(Extracted records)
****************

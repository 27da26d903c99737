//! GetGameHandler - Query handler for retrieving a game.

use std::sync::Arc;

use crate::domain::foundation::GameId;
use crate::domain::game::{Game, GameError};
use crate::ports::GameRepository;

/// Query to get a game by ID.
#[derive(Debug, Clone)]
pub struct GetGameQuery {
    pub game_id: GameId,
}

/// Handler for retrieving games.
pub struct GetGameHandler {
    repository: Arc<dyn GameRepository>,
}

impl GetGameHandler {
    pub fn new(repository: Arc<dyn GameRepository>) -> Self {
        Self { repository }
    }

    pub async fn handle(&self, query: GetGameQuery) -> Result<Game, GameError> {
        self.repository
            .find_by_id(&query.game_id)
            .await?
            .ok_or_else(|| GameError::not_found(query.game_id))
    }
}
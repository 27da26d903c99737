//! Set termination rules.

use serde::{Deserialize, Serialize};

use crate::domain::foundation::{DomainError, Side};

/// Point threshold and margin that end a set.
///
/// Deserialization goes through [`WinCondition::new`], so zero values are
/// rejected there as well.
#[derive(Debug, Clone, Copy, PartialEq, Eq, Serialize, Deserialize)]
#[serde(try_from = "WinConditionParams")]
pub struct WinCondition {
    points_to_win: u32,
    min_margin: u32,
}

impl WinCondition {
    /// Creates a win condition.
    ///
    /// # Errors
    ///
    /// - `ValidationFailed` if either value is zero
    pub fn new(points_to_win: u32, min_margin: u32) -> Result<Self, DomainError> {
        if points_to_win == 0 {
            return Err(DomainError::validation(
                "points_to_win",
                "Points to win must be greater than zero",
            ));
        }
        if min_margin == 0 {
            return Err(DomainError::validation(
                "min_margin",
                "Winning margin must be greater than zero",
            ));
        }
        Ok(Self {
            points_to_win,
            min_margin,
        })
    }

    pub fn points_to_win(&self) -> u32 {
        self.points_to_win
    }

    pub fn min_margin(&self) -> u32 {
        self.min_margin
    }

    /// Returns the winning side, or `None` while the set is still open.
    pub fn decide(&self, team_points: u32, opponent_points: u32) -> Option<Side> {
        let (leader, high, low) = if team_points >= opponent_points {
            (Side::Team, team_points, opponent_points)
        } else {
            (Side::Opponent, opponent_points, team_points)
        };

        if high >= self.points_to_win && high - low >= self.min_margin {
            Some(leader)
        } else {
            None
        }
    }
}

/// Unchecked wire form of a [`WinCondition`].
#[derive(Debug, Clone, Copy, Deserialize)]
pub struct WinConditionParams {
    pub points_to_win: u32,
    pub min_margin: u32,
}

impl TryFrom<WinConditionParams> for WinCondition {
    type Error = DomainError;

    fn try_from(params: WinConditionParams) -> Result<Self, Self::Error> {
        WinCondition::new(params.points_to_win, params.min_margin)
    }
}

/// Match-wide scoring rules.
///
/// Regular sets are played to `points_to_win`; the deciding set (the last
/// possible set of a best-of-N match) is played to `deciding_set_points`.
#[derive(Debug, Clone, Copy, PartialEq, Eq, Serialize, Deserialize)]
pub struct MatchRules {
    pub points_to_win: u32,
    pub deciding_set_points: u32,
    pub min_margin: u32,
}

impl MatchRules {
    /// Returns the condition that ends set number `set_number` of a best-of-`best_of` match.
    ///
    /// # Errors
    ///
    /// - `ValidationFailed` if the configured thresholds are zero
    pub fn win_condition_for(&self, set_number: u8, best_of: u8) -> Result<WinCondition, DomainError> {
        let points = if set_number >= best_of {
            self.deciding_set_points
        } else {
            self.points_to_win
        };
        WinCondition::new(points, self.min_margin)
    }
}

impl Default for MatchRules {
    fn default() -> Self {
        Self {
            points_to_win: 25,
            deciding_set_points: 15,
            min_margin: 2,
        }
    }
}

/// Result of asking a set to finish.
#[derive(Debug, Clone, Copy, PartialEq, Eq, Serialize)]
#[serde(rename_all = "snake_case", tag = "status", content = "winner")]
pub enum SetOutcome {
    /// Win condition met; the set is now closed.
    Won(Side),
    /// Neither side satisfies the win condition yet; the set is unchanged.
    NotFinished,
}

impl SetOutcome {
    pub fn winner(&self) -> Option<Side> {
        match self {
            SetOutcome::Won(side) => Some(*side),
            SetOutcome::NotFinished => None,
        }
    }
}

****************

● Task objective: Word for word, write out all of the data above.

● Answer below:
repository 27da26d903c99737
//! GetGameHandler - Query handler for retrieving a game.

use std::sync::Arc;

use crate::domain::foundation::GameId;
use crate::domain::game::{Game, GameError};
use crate::ports::GameRepository;

/// Query to get a game by ID.
#[derive(Debug, Clone)]
pub struct GetGameQuery {
    pub game_id: GameId,
}

/// Handler for retrieving games.
pub struct GetGameHandler {
    repository: Arc<dyn GameRepository>,
}

impl GetGameHandler {
    pub fn new(repository: Arc<dyn GameRepository>) -> Self {
        Self { repository }
    }

    pub async fn handle(&self, query: GetGameQuery) -> Result<Game, GameError> {
        self.repository
            .find_by_id(&query.game_id)
            .await?
            .ok_or_else(|| GameError::not_found(query.game_id))
    }
}
repository 27da26d903c99737
//! Set termination rules.

use serde::{Deserialize, Serialize};

use crate::domain::foundation::{DomainError, Side};

/// Point threshold and margin that end a set.
///
/// Deserialization goes through [`WinCondition::new`], so zero values are
/// rejected there as well.
#[derive(Debug, Clone, Copy, PartialEq, Eq, Serialize, Deserialize)]
#[serde(try_from = "WinConditionParams")]
pub struct WinCondition {
    points_to_win: u32,
    min_margin: u32,
}

impl WinCondition {
    /// Creates a win condition.
    ///
    /// # Errors
    ///
    /// - `ValidationFailed` if either value is zero
    pub fn new(points_to_win: u32, min_margin: u32) -> Result<Self, DomainError> {
        if points_to_win == 0 {
            return Err(DomainError::validation(
                "points_to_win",
                "Points to win must be greater than zero",
            ));
        }
        if min_margin == 0 {
            return Err(DomainError::validation(
                "min_margin",
                "Winning margin must be greater than zero",
            ));
        }
        Ok(Self {
            points_to_win,
            min_margin,
        })
    }

    pub fn points_to_win(&self) -> u32 {
        self.points_to_win
    }

    pub fn min_margin(&self) -> u32 {
        self.min_margin
    }

    /// Returns the winning side, or `None` while the set is still open.
    pub fn decide(&self, team_points: u32, opponent_points: u32) -> Option<Side> {
        let (leader, high, low) = if team_points >= opponent_points {
            (Side::Team, team_points, opponent_points)
        } else {
            (Side::Opponent, opponent_points, team_points)
        };

        if high >= self.points_to_win && high - low >= self.min_margin {
            Some(leader)
        } else {
            None
        }
    }
}

/// Unchecked wire form of a [`WinCondition`].
#[derive(Debug, Clone, Copy, Deserialize)]
pub struct WinConditionParams {
    pub points_to_win: u32,
    pub min_margin: u32,
}

impl TryFrom<WinConditionParams> for WinCondition {
    type Error = DomainError;

    fn try_from(params: WinConditionParams) -> Result<Self, Self::Error> {
        WinCondition::new(params.points_to_win, params.min_margin)
    }
}

/// Match-wide scoring rules.
///
/// Regular sets are played to `points_to_win`; the deciding set (the last
/// possible set of a best-of-N match) is played to `deciding_set_points`.
#[derive(Debug, Clone, Copy, PartialEq, Eq, Serialize, Deserialize)]
pub struct MatchRules {
    pub points_to_win: u32,
    pub deciding_set_points: u32,
    pub min_margin: u32,
}

impl MatchRules {
    /// Returns the condition that ends set number `set_number` of a best-of-`best_of` match.
    ///
    /// # Errors
    ///
    /// - `ValidationFailed` if the configured thresholds are zero
    pub fn win_condition_for(&self, set_number: u8, best_of: u8) -> Result<WinCondition, DomainError> {
        let points = if set_number >= best_of {
            self.deciding_set_points
        } else {
            self.points_to_win
        };
        WinCondition::new(points, self.min_margin)
    }
}

impl Default for MatchRules {
    fn default() -> Self {
        Self {
            points_to_win: 25,
            deciding_set_points: 15,
            min_margin: 2,
        }
    }
}

/// Result of asking a set to finish.
#[derive(Debug, Clone, Copy, PartialEq, Eq, Serialize)]
#[serde(rename_all = "snake_case", tag = "status", content = "winner")]
pub enum SetOutcome {
    /// Win condition met; the set is now closed.
    Won(Side),
    /// Neither side satisfies the win condition yet; the set is unchanged.
    NotFinished,
}

impl SetOutcome {
    pub fn winner(&self) -> Option<Side> {
        match self {
            SetOutcome::Won(side) => Some(*side),
            SetOutcome::NotFinished => None,
        }
    }
}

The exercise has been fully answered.